Quality Raters Guidelines 2025 : Google reconnaît l'IA et déclare la guerre au spam !

Google a récemment apporté des modifications à ses directives pour les évaluateurs de qualité de la recherche, aussi appelées « Search Quality Raters Guidelines ». Ces modifications donnent un aperçu des critères sur lesquels Google s’appuie pour juger la qualité d’un contenu en ligne. 

Parmi les nouveautés des Quality Raters Guidelines 2025, vous pourrez découvrir une reconnaissance officielle de l’IA générative, la mise en garde contre de nouvelles pratiques de spam et des exigences renforcées pour les évaluateurs.

L'IA générative officiellement reconnue

Dans cette mise à jour, Google a donné une définition précise de l’IA générative, la décrivant comme une technologie capable de créer du contenu comme du texte, des images, du son ou du code, en se basant sur les données déjà existantes. L’idée n’est pas de bannir l’IA mais d’établir un cadre autour. Son utilisation est acceptable tant qu’elle apporte une vraie valeur aux utilisateurs et qu’elle ne se limite pas à reformuler du contenu qui existe déjà. 

Google insiste sur un point clé : l’humain doit toujours avoir un rôle dans la création de contenu et dans l’optimisation de contenus générés par l’intelligence artificielle. Cette technologie peut être une aide, mais elle ne doit en aucun cas remplacer l’expertise et la réflexion humaine

Les nouvelles formes de spam

Afin de lutter contre les techniques de référencement douteuses, Google a identifié trois nouvelles pratiques considérées comme du spam :

1. L’abus de domaines expirés

Cette pratique consiste à acheter un ancien nom de domaine pour y publier du contenu peu qualitatif, dans le but de profiter de son autorité passée et de l’historique du domaine. Google considère à présent cette méthode comme une tentative de manipulation des classements qui peut entraîner des sanctions.

2. L’exploitation de la réputation des sites

Certains sites bien établis hébergent du contenu tiers sans lien avec leur thématique principale, uniquement dans le but de booster leur notoriété et d’améliorer le référencement de leurs contenus. Ce procédé qui fait partie des pratiques de parasite SEO est maintenant signalé comme une violation des critères de qualité de Google.
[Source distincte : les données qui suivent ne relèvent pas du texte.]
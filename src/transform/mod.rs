use std::f32::consts::TAU;

use ndarray::{Array2, ArrayView3, Axis};

use crate::config::Interpolation;
use crate::{SomError, SomResult};

/// Shape of the rotation/flip bank generated per input image.
#[derive(Debug, Clone, Copy)]
pub struct BankParams {
    pub rotations: usize,
    pub flip: bool,
    pub neuron_dim: usize,
    pub interpolation: Interpolation,
}

impl BankParams {
    pub fn num_entries(&self) -> usize {
        if self.flip {
            2 * self.rotations
        } else {
            self.rotations
        }
    }
}

/// Central crop without resampling, the exact path for angle zero.
pub fn crop(src: &[f32], height: usize, width: usize, dim: usize, dest: &mut [f32]) {
    let m_h = (height - dim) / 2;
    let m_w = (width - dim) / 2;
    for y in 0..dim {
        for x in 0..dim {
            dest[y * dim + x] = src[(y + m_h) * width + (x + m_w)];
        }
    }
}

/// Rotate by `alpha` around the image centre and crop to `dim` x `dim`.
///
/// Source coordinates are nudged by +0.1 before truncation; pixels whose
/// source falls outside the input are set to 0.
pub fn rotate_and_crop_nearest(
    src: &[f32],
    height: usize,
    width: usize,
    dim: usize,
    dest: &mut [f32],
    alpha: f32,
) {
    let cos_a = alpha.cos();
    let sin_a = alpha.sin();

    let x0 = (width as f32 - 1.0) * 0.5;
    let y0 = (height as f32 - 1.0) * 0.5;
    let m_w = ((width - dim) / 2) as f32;
    let m_h = ((height - dim) / 2) as f32;

    for y2 in 0..dim {
        for x2 in 0..dim {
            let xs = x2 as f32 + m_w - x0;
            let ys = y2 as f32 + m_h - y0;
            let x1 = xs * cos_a + ys * sin_a + x0 + 0.1;
            if x1 < 0.0 || x1 >= width as f32 {
                dest[y2 * dim + x2] = 0.0;
                continue;
            }
            let y1 = ys * cos_a - xs * sin_a + y0 + 0.1;
            if y1 < 0.0 || y1 >= height as f32 {
                dest[y2 * dim + x2] = 0.0;
                continue;
            }
            dest[y2 * dim + x2] = src[y1 as usize * width + x1 as usize];
        }
    }
}

/// Bilinear variant of [`rotate_and_crop_nearest`].
///
/// A destination pixel whose 2x2 sample support leaves the input is set
/// to 0; with a crop margin of at least sqrt(2)/2 * dim the guard never
/// fires.
pub fn rotate_and_crop_bilinear(
    src: &[f32],
    height: usize,
    width: usize,
    dim: usize,
    dest: &mut [f32],
    alpha: f32,
) {
    let cos_a = alpha.cos();
    let sin_a = alpha.sin();

    let x0 = (width as f32 - 1.0) * 0.5;
    let y0 = (height as f32 - 1.0) * 0.5;
    let m_w = ((width - dim) / 2) as f32;
    let m_h = ((height - dim) / 2) as f32;

    for y2 in 0..dim {
        for x2 in 0..dim {
            let xs = x2 as f32 + m_w - x0;
            let ys = y2 as f32 + m_h - y0;
            let x1 = xs * cos_a + ys * sin_a + x0;
            let y1 = ys * cos_a - xs * sin_a + y0;
            if x1 < 0.0 || x1 >= (width - 1) as f32 || y1 < 0.0 || y1 >= (height - 1) as f32 {
                dest[y2 * dim + x2] = 0.0;
                continue;
            }
            let ix = x1 as usize;
            let iy = y1 as usize;
            let rx = x1 - ix as f32;
            let ry = y1 - iy as f32;
            let cx = 1.0 - rx;
            let cy = 1.0 - ry;
            dest[y2 * dim + x2] = cx * cy * src[iy * width + ix]
                + ry * cx * src[(iy + 1) * width + ix]
                + rx * cy * src[iy * width + ix + 1]
                + rx * ry * src[(iy + 1) * width + ix + 1];
        }
    }
}

/// Exact quarter turn, the pure index permutation matching the resampling
/// convention at alpha = pi/2.
pub fn rotate_quarter(src: &[f32], dim: usize, dest: &mut [f32]) {
    for y in 0..dim {
        for x in 0..dim {
            dest[y * dim + x] = src[(dim - 1 - x) * dim + y];
        }
    }
}

/// Mirror over the horizontal centerline, a pure row reversal.
pub fn flip_rows(src: &[f32], dim: usize, dest: &mut [f32]) {
    for y in 0..dim {
        let flipped = (dim - 1 - y) * dim;
        dest[flipped..flipped + dim].copy_from_slice(&src[y * dim..y * dim + dim]);
    }
}

/// Fill `bank` with the oriented crops of `input`.
///
/// `input` is (channels, height, width) with height == width >= neuron_dim.
/// Rows 0..R hold the rotations at angles 2*pi*k/R; when flipping is on,
/// rows R..2R hold the row-reversed copies of rows 0..R. Every row stores
/// its channels contiguously in the neuron layout.
#[tracing::instrument(skip(input, bank), name = "generate_bank")]
pub fn generate_bank(
    input: ArrayView3<'_, f32>,
    params: &BankParams,
    bank: &mut Array2<f32>,
) -> SomResult<()> {
    let (channels, height, width) = input.dim();
    let dim = params.neuron_dim;
    if height != width {
        return Err(SomError::DimensionMismatch {
            field: "image width",
            expected: height as i64,
            found: width as i64,
        });
    }
    if height < dim {
        return Err(SomError::DimensionMismatch {
            field: "image height",
            expected: dim as i64,
            found: height as i64,
        });
    }
    let neuron_size = dim * dim;
    let stride = channels * neuron_size;
    if bank.dim() != (params.num_entries(), stride) {
        return Err(SomError::InvariantViolation(format!(
            "bank buffer is {:?}, step needs ({}, {})",
            bank.dim(),
            params.num_entries(),
            stride
        )));
    }

    let src = input
        .as_slice()
        .ok_or_else(|| SomError::InvariantViolation("input image is not contiguous".into()))?;

    // With a rotation count divisible by 4 only the first quadrant is
    // resampled; the other three quadrants are exact quarter turns of it.
    let quadrant = params.rotations % 4 == 0;
    let base = if quadrant {
        params.rotations / 4
    } else {
        params.rotations
    };

    for k in 0..base {
        let alpha = TAU * k as f32 / params.rotations as f32;
        let mut row = bank.row_mut(k);
        let row = row.as_slice_mut().expect("bank row is contiguous");
        for c in 0..channels {
            let channel = &src[c * height * width..(c + 1) * height * width];
            let dest = &mut row[c * neuron_size..(c + 1) * neuron_size];
            if k == 0 {
                crop(channel, height, width, dim, dest);
            } else {
                match params.interpolation {
                    Interpolation::NearestNeighbor => {
                        rotate_and_crop_nearest(channel, height, width, dim, dest, alpha)
                    }
                    Interpolation::Bilinear => {
                        rotate_and_crop_bilinear(channel, height, width, dim, dest, alpha)
                    }
                }
            }
        }
    }

    if quadrant {
        for q in 1..4 {
            for k in 0..base {
                let dest_index = q * base + k;
                let (left, mut right) = bank.view_mut().split_at(Axis(0), dest_index);
                let src_row = left.row((q - 1) * base + k);
                let src_row = src_row.as_slice().expect("bank row is contiguous");
                let mut dest_row = right.row_mut(0);
                let dest_row = dest_row.as_slice_mut().expect("bank row is contiguous");
                for c in 0..channels {
                    rotate_quarter(
                        &src_row[c * neuron_size..(c + 1) * neuron_size],
                        dim,
                        &mut dest_row[c * neuron_size..(c + 1) * neuron_size],
                    );
                }
            }
        }
    }

    if params.flip {
        let (upright, mut flipped) = bank.view_mut().split_at(Axis(0), params.rotations);
        for (src_row, mut dest_row) in upright.axis_iter(Axis(0)).zip(flipped.axis_iter_mut(Axis(0)))
        {
            let src_row = src_row.as_slice().expect("bank row is contiguous");
            let dest_row = dest_row.as_slice_mut().expect("bank row is contiguous");
            for c in 0..channels {
                flip_rows(
                    &src_row[c * neuron_size..(c + 1) * neuron_size],
                    dim,
                    &mut dest_row[c * neuron_size..(c + 1) * neuron_size],
                );
            }
        }
    }

    Ok(())
}
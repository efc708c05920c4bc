use std::path::{Path, PathBuf};
use std::time::{Duration, Instant};

use ndarray::{Array2, Array3};

use crate::config::{IntermediateStorage, Interpolation, TrainConfig};
use crate::io::{ImageStreamHeader, ImageStreamReader};
use crate::matching::{argmin, best_match};
use crate::neighborhood::Neighborhood;
use crate::som::{Som, SomGeometry, UpdateParams};
use crate::topology::GridMetric;
use crate::transform::{generate_bank, BankParams};
use crate::{SomError, SomResult};

#[derive(Debug, Clone, Copy, PartialEq, Eq)]
pub enum TrainerState {
    Fresh,
    Running,
    Finished,
}

/// Accumulated wall time of the three kernels of a training step.
#[derive(Debug, Clone, Copy, Default)]
pub struct StageTimers {
    pub transform: Duration,
    pub matching: Duration,
    pub update: Duration,
}

impl StageTimers {
    fn reset(&mut self) {
        *self = Self::default();
    }
}

/// Drives generate -> match -> update over an image stream.
///
/// Owns the configuration, the SOM and all scratch buffers; the buffers are
/// sized once at construction and reused for every step.
pub struct Trainer {
    config: TrainConfig,
    geometry: SomGeometry,
    metric: GridMetric,
    neighborhood: Neighborhood,
    bank_params: BankParams,
    som: Option<Som>,
    bank: Array2<f32>,
    min_dist: Vec<f32>,
    best_rot: Vec<usize>,
    timers: StageTimers,
    state: TrainerState,
    update_count: usize,
    checkpoint_count: usize,
}

impl Trainer {
    pub fn new(config: TrainConfig) -> SomResult<Self> {
        config.validate()?;

        let geometry = SomGeometry {
            layout: config.layout.clone(),
            neuron_dim: config.neuron_dim,
            channels: config.number_of_channels,
        };
        let metric = GridMetric::new(&geometry.layout);
        let neighborhood = Neighborhood::new(config.distribution_function, config.sigma)?;
        let bank_params = BankParams {
            rotations: config.number_of_rotations,
            flip: config.use_flip,
            neuron_dim: config.neuron_dim,
            interpolation: config.interpolation,
        };

        let num_neurons = geometry.num_neurons();
        let bank = Array2::zeros((bank_params.num_entries(), geometry.neuron_stride()));
        let min_dist = vec![0.0; num_neurons];
        let best_rot = vec![0; num_neurons];

        Ok(Self {
            config,
            geometry,
            metric,
            neighborhood,
            bank_params,
            som: None,
            bank,
            min_dist,
            best_rot,
            timers: StageTimers::default(),
            state: TrainerState::Fresh,
            update_count: 0,
            checkpoint_count: 0,
        })
    }

    pub fn state(&self) -> TrainerState {
        self.state
    }

    /// The trained map; `None` until the first step or `run` call.
    pub fn som(&self) -> Option<&Som> {
        self.som.as_ref()
    }

    pub fn timers(&self) -> &StageTimers {
        &self.timers
    }

    pub fn update_count(&self) -> usize {
        self.update_count
    }

    /// Squared minimum distances of the most recent step, per neuron.
    pub fn last_min_distances(&self) -> &[f32] {
        &self.min_dist
    }

    /// Train on a single image.
    ///
    /// The first call initialises the SOM; a finished trainer rejects
    /// further steps. A failed step leaves the SOM untouched.
    pub fn step(&mut self, image: &Array3<f32>) -> SomResult<()> {
        self.ensure_running()?;
        let (channels, height, width) = image.dim();
        self.validate_image_dims(channels, height, width)?;

        let t = Instant::now();
        generate_bank(image.view(), &self.bank_params, &mut self.bank)?;
        self.timers.transform += t.elapsed();

        let som = self.som.as_mut().expect("running trainer owns a SOM");

        let t = Instant::now();
        best_match(
            som.neurons(),
            &self.bank,
            &mut self.min_dist,
            &mut self.best_rot,
        );
        self.timers.matching += t.elapsed();

        let t = Instant::now();
        let best = argmin(&self.min_dist);
        som.update_neighborhood(
            &self.bank,
            best,
            &self.best_rot,
            &UpdateParams {
                metric: &self.metric,
                neighborhood: &self.neighborhood,
                damping: self.config.damping,
                max_update_distance: self.config.max_update_distance,
            },
        )?;
        self.timers.update += t.elapsed();

        self.update_count += 1;
        Ok(())
    }

    /// Full training run over the configured image stream.
    ///
    /// Re-opens the stream once per epoch, checkpoints per the configured
    /// intermediate-storage policy and writes the final SOM to
    /// `resultFilename`.
    pub fn run(&mut self) -> SomResult<()> {
        if self.state != TrainerState::Fresh {
            return Err(SomError::InvariantViolation(
                "training has already been started".into(),
            ));
        }
        self.ensure_running()?;

        let header = *ImageStreamReader::open(&self.config.images_filename)?.header();
        self.validate_stream(&header)?;

        let total_updates = self.config.num_iter * header.number_of_images;
        let progress_step = 1.0 / total_updates as f32;
        let mut progress = 0.0f32;
        let mut next_progress = self.config.progress_factor;
        let mut start = Instant::now();

        for _ in 0..self.config.num_iter {
            let reader = ImageStreamReader::open(&self.config.images_filename)?;
            for image in reader {
                let image = image?;
                if self.progress_due(progress, next_progress) {
                    tracing::info!(
                        updates = self.update_count,
                        percent = progress * 100.0,
                        elapsed_s = start.elapsed().as_secs_f32(),
                        transform_ms = self.timers.transform.as_millis() as u64,
                        matching_ms = self.timers.matching.as_millis() as u64,
                        update_ms = self.timers.update.as_millis() as u64,
                        "training progress"
                    );
                    self.write_checkpoint()?;
                    next_progress += self.config.progress_factor;
                    start = Instant::now();
                    self.timers.reset();
                }
                progress += progress_step;
                self.step(&image)?;
            }
        }

        tracing::info!(
            updates = self.update_count,
            elapsed_s = start.elapsed().as_secs_f32(),
            "training finished"
        );
        let som = self.som.as_ref().expect("running trainer owns a SOM");
        som.write(&self.config.result_filename)?;
        self.state = TrainerState::Finished;
        Ok(())
    }

    fn ensure_running(&mut self) -> SomResult<()> {
        match self.state {
            TrainerState::Fresh => {
                let som = Som::new(
                    self.geometry.clone(),
                    self.config.init,
                    self.config.seed,
                    self.config.init_filename.as_deref(),
                )?;
                self.som = Some(som);
                self.state = TrainerState::Running;
                Ok(())
            }
            TrainerState::Running => Ok(()),
            TrainerState::Finished => Err(SomError::InvariantViolation(
                "trainer has already finished".into(),
            )),
        }
    }

    fn validate_stream(&self, header: &ImageStreamHeader) -> SomResult<()> {
        if header.number_of_channels != self.config.number_of_channels {
            return Err(SomError::DimensionMismatch {
                field: "numberOfChannels",
                expected: self.config.number_of_channels as i64,
                found: header.number_of_channels as i64,
            });
        }
        self.validate_image_dims(header.number_of_channels, header.height, header.width)
    }

    fn validate_image_dims(&self, channels: usize, height: usize, width: usize) -> SomResult<()> {
        if channels != self.config.number_of_channels {
            return Err(SomError::DimensionMismatch {
                field: "numberOfChannels",
                expected: self.config.number_of_channels as i64,
                found: channels as i64,
            });
        }
        if height != width {
            return Err(SomError::DimensionMismatch {
                field: "image width",
                expected: height as i64,
                found: width as i64,
            });
        }
        if height < self.config.neuron_dim {
            return Err(SomError::DimensionMismatch {
                field: "image height",
                expected: self.config.neuron_dim as i64,
                found: height as i64,
            });
        }
        if self.bank_params.interpolation == Interpolation::Bilinear
            && self.bank_params.rotations > 1
        {
            // Bilinear sampling reaches sqrt(2)/2 * neuron_dim from the
            // centre; the input must cover that on every side.
            let needed = self.config.neuron_dim as f32 * (1.0 + std::f32::consts::FRAC_1_SQRT_2);
            if (height as f32) < needed - 1e-6 {
                return Err(SomError::BadConfig(format!(
                    "bilinear rotation of {}x{} neurons needs images of at least {:.0} pixels, got {height}",
                    self.config.neuron_dim,
                    self.config.neuron_dim,
                    needed.ceil()
                )));
            }
        }
        Ok(())
    }

    fn progress_due(&self, progress: f32, next_progress: f32) -> bool {
        let factor = self.config.progress_factor;
        if factor <= 0.0 {
            return false;
        }
        if factor < 1.0 {
            progress > next_progress
        } else {
            self.update_count != 0 && self.update_count % factor as usize == 0
        }
    }

    fn write_checkpoint(&mut self) -> SomResult<()> {
        if self.config.intermediate_storage == IntermediateStorage::Off {
            return Ok(());
        }
        let path = match self.config.intermediate_storage {
            IntermediateStorage::Overwrite => self.config.result_filename.clone(),
            IntermediateStorage::Keep => {
                let path = numbered_checkpoint(&self.config.result_filename, self.checkpoint_count);
                self.checkpoint_count += 1;
                path
            }
            IntermediateStorage::Off => unreachable!(),
        };
        tracing::debug!(path = %path.display(), "writing intermediate SOM");
        let som = self.som.as_ref().expect("running trainer owns a SOM");
        som.write(&path)
    }
}

/// `result.som` -> `result_3.som`; a missing extension appends the suffix.
fn numbered_checkpoint(result: &Path, count: usize) -> PathBuf {
    match (result.file_stem(), result.extension()) {
        (Some(stem), Some(ext)) => {
            let mut name = stem.to_os_string();
            name.push(format!("_{count}."));
            name.push(ext);
            result.with_file_name(name)
        }
        _ => {
            let mut name = result.as_os_str().to_os_string();
            name.push(format!("_{count}"));
            PathBuf::from(name)
        }
    }
}
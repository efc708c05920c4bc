use ndarray::Array3;
use rotasom::io::{write_image_stream, ImageStreamReader};
use rotasom::{Layout, Som, SomError, SomGeometry, SomInit};

#[test]
fn test_som_file_round_trip() {
    let dir = tempfile::tempdir().unwrap();
    let path = dir.path().join("map.som");

    let geometry = SomGeometry {
        layout: Layout::cartesian(&[3, 3]),
        neuron_dim: 2,
        channels: 1,
    };
    let som = Som::new(geometry.clone(), SomInit::Zero, 0, None).unwrap();
    som.write(&path).unwrap();

    let reloaded = Som::new(geometry, SomInit::Fileinit, 0, Some(&path)).unwrap();
    assert_eq!(som.neurons(), reloaded.neurons());

    // Writing the reloaded map reproduces the file byte for byte.
    let path2 = dir.path().join("map2.som");
    reloaded.write(&path2).unwrap();
    assert_eq!(
        std::fs::read(&path).unwrap(),
        std::fs::read(&path2).unwrap()
    );
}

#[test]
fn test_som_file_round_trip_random_payload() {
    let dir = tempfile::tempdir().unwrap();
    let path = dir.path().join("map.som");

    let geometry = SomGeometry {
        layout: Layout::hexagonal(5),
        neuron_dim: 3,
        channels: 2,
    };
    let som = Som::new(geometry.clone(), SomInit::Random, 1234, None).unwrap();
    som.write(&path).unwrap();

    let reloaded = Som::new(geometry, SomInit::Fileinit, 0, Some(&path)).unwrap();
    assert_eq!(som.neurons(), reloaded.neurons());
}

#[test]
fn test_som_file_header_mismatch_is_fatal() {
    let dir = tempfile::tempdir().unwrap();
    let path = dir.path().join("map.som");

    let geometry = SomGeometry {
        layout: Layout::cartesian(&[3, 3]),
        neuron_dim: 2,
        channels: 1,
    };
    Som::new(geometry, SomInit::Zero, 0, None)
        .unwrap()
        .write(&path)
        .unwrap();

    let wrong_width = SomGeometry {
        layout: Layout::cartesian(&[4, 3]),
        neuron_dim: 2,
        channels: 1,
    };
    let err = Som::new(wrong_width, SomInit::Fileinit, 0, Some(&path)).unwrap_err();
    match err {
        SomError::DimensionMismatch {
            field,
            expected,
            found,
        } => {
            assert_eq!(field, "somWidth");
            assert_eq!(expected, 4);
            assert_eq!(found, 3);
        }
        other => panic!("expected a dimension mismatch, got {other}"),
    }

    let wrong_neuron = SomGeometry {
        layout: Layout::cartesian(&[3, 3]),
        neuron_dim: 4,
        channels: 1,
    };
    assert!(matches!(
        Som::new(wrong_neuron, SomInit::Fileinit, 0, Some(&path)),
        Err(SomError::DimensionMismatch { .. })
    ));
}

#[test]
fn test_random_init_is_reproducible() {
    let geometry = SomGeometry {
        layout: Layout::cartesian(&[4]),
        neuron_dim: 3,
        channels: 1,
    };
    let a = Som::new(geometry.clone(), SomInit::Random, 99, None).unwrap();
    let b = Som::new(geometry.clone(), SomInit::Random, 99, None).unwrap();
    let c = Som::new(geometry, SomInit::Random, 100, None).unwrap();
    assert_eq!(a.neurons(), b.neurons());
    assert_ne!(a.neurons(), c.neurons());
}

#[test]
fn test_preferred_direction_sets_the_diagonal() {
    let geometry = SomGeometry {
        layout: Layout::cartesian(&[2, 2]),
        neuron_dim: 3,
        channels: 2,
    };
    let som = Som::new(geometry, SomInit::RandomWithPreferredDirection, 5, None).unwrap();
    for row in som.neurons().outer_iter() {
        for c in 0..2 {
            for i in 0..3 {
                assert_eq!(row[c * 9 + i * 3 + i], 1.0);
            }
        }
    }
}

#[test]
fn test_image_stream_round_trip() {
    let dir = tempfile::tempdir().unwrap();
    let path = dir.path().join("images.bin");

    let images: Vec<Array3<f32>> = (0..3)
        .map(|i| Array3::from_shape_fn((2, 4, 4), |(c, y, x)| (i * 100 + c * 16 + y * 4 + x) as f32))
        .collect();
    write_image_stream(&path, &images).unwrap();

    let reader = ImageStreamReader::open(&path).unwrap();
    let header = *reader.header();
    assert_eq!(header.number_of_images, 3);
    assert_eq!(header.number_of_channels, 2);
    assert_eq!(header.height, 4);
    assert_eq!(header.width, 4);

    let decoded: Vec<Array3<f32>> = reader.map(|image| image.unwrap()).collect();
    assert_eq!(decoded, images);
}

#[test]
fn test_truncated_image_stream_is_an_io_error() {
    let dir = tempfile::tempdir().unwrap();
    let path = dir.path().join("images.bin");
    write_image_stream(&path, &[Array3::<f32>::zeros((1, 4, 4))]).unwrap();

    // Chop off the last pixels.
    let bytes = std::fs::read(&path).unwrap();
    std::fs::write(&path, &bytes[..bytes.len() - 8]).unwrap();

    let mut reader = ImageStreamReader::open(&path).unwrap();
    assert!(matches!(reader.next(), Some(Err(SomError::Io(_)))));
}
3. La production massive de contenu automatisé

Générer une grande quantité de pages avec des outils d’intelligence artificielle sans supervision humaine ni valeur ajoutée réelle, est clairement considéré comme une pratique abusive. Google insiste sur le fait que le contenu doit être original et offrir une véritable utilité aux utilisateurs.

Un contrôle plus poussé des évaluateurs de qualité

Parmi les nouveaux critères, Google demande à ses évaluateurs de désactiver les bloqueurs de publicités lorsqu’ils analysent une page web. L’objectif de cette mesure est d’avoir une vision complète de l’expérience utilisateur, en tenant compte des publicités et de leur impact sur la page. 

Pour les créateurs de contenu, cela signifie qu’il faut faire attention aux publicités affichées sur leurs sites. Elles ne doivent pas être intrusives ni nuire à la qualité de l’expérience utilisateur.

L’implication pour les professionnels du SEO

Avec la mise à jour des directives, Google envoie un message clair : la priorité est donnée à l’expérience utilisateur et à la qualité du contenu. Voici les bonnes pratiques à adopter :

Privilégier la qualité à la quantité : éviter de produire du contenu en masse sans valeur ajoutée. Chaque page doit répondre spécifiquement aux besoins des utilisateurs et se distinguer par son originalité et sa pertinence.

Utiliser l’IA de manière responsable : l’intelligence artificielle est un bon outil mais elle ne doit pas remplacer l’expertise humaine. Votre intervention reste indispensable pour assurer la cohérence, la pertinence et l’authenticité du contenu.

Optimiser l’expérience utilisateur : éviter les publicités et autres éléments interactifs qui perturbent la navigation. Un site bien conçu est mieux perçu par les utilisateurs et par les moteurs de recherche. 

Garder une transparence correcte : éviter les pratiques douteuses comme le contenu trompeur ou l’usurpation d’identité, les fausses informations ou la dissimulation de l’origine réelle du contenu. La confiance des utilisateurs est un facteur clé pour le référencement et la réputation en ligne.

SEO et IA : la qualité avant tout

Avec cette mise à jour, Google renforce les critères des « Search Quality Raters Guidelines ». L’IA générative est acceptée, mais sous certaines conditions, et les techniques de spam sont plus surveillées que jamais. 

Les professionnels du SEO doivent s’adapter : produire du contenu utile, soigner l’expérience utilisateur et éviter les raccourcis risqués. Une approche basée sur la valeur et l’authenticité reste la meilleure stratégie pour améliorer ses performances sur Google.